[Saved data entries]
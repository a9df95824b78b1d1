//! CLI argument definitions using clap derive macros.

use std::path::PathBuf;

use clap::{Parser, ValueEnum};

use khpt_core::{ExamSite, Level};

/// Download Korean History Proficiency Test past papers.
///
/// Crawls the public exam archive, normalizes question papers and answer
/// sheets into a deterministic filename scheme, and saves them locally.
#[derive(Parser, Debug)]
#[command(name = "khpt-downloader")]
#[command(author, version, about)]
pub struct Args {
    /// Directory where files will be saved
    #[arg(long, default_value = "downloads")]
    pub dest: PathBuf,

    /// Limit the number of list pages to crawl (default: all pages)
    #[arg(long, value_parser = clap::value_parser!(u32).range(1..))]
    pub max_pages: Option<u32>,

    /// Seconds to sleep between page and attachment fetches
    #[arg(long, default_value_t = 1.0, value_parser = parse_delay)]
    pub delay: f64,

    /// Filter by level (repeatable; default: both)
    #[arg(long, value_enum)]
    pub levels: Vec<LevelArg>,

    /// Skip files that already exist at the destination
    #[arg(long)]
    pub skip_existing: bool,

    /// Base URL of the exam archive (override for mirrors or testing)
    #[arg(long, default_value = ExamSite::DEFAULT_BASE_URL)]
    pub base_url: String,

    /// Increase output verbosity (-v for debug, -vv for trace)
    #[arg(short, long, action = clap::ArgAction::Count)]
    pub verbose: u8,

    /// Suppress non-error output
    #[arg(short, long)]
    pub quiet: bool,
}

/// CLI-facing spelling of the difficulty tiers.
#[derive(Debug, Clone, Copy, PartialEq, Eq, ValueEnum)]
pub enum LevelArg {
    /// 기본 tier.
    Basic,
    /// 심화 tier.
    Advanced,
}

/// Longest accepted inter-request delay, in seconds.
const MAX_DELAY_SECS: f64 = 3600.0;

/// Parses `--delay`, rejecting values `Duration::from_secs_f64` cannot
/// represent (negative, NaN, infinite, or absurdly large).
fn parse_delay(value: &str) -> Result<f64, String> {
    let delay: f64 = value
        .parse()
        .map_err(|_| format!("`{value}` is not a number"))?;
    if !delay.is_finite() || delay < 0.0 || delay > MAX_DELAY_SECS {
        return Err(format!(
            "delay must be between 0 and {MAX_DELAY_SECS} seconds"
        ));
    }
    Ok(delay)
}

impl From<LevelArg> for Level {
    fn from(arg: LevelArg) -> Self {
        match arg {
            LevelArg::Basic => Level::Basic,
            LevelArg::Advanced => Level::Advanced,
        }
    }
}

Directions: Output the records exactly, so that each line matches what was given.

The answer:
repository a9df95824b78b1d1
//! CLI argument definitions using clap derive macros.

use std::path::PathBuf;

use clap::{Parser, ValueEnum};

use khpt_core::{ExamSite, Level};

/// Download Korean History Proficiency Test past papers.
///
/// Crawls the public exam archive, normalizes question papers and answer
/// sheets into a deterministic filename scheme, and saves them locally.
#[derive(Parser, Debug)]
#[command(name = "khpt-downloader")]
#[command(author, version, about)]
pub struct Args {
    /// Directory where files will be saved
    #[arg(long, default_value = "downloads")]
    pub dest: PathBuf,

    /// Limit the number of list pages to crawl (default: all pages)
    #[arg(long, value_parser = clap::value_parser!(u32).range(1..))]
    pub max_pages: Option<u32>,

    /// Seconds to sleep between page and attachment fetches
    #[arg(long, default_value_t = 1.0, value_parser = parse_delay)]
    pub delay: f64,

    /// Filter by level (repeatable; default: both)
    #[arg(long, value_enum)]
    pub levels: Vec<LevelArg>,

    /// Skip files that already exist at the destination
    #[arg(long)]
    pub skip_existing: bool,

    /// Base URL of the exam archive (override for mirrors or testing)
    #[arg(long, default_value = ExamSite::DEFAULT_BASE_URL)]
    pub base_url: String,

    /// Increase output verbosity (-v for debug, -vv for trace)
    #[arg(short, long, action = clap::ArgAction::Count)]
    pub verbose: u8,

    /// Suppress non-error output
    #[arg(short, long)]
    pub quiet: bool,
}

/// CLI-facing spelling of the difficulty tiers.
#[derive(Debug, Clone, Copy, PartialEq, Eq, ValueEnum)]
pub enum LevelArg {
    /// 기본 tier.
    Basic,
    /// 심화 tier.
    Advanced,
}

/// Longest accepted inter-request delay, in seconds.
const MAX_DELAY_SECS: f64 = 3600.0;

/// Parses `--delay`, rejecting values `Duration::from_secs_f64` cannot
/// represent (negative, NaN, infinite, or absurdly large).
fn parse_delay(value: &str) -> Result<f64, String> {
    let delay: f64 = value
        .parse()
        .map_err(|_| format!("`{value}` is not a number"))?;
    if !delay.is_finite() || delay < 0.0 || delay > MAX_DELAY_SECS {
        return Err(format!(
            "delay must be between 0 and {MAX_DELAY_SECS} seconds"
        ));
    }
    Ok(delay)
}

impl From<LevelArg> for Level {
    fn from(arg: LevelArg) -> Self {
        match arg {
            LevelArg::Basic => Level::Basic,
            LevelArg::Advanced => Level::Advanced,
        }
    }
}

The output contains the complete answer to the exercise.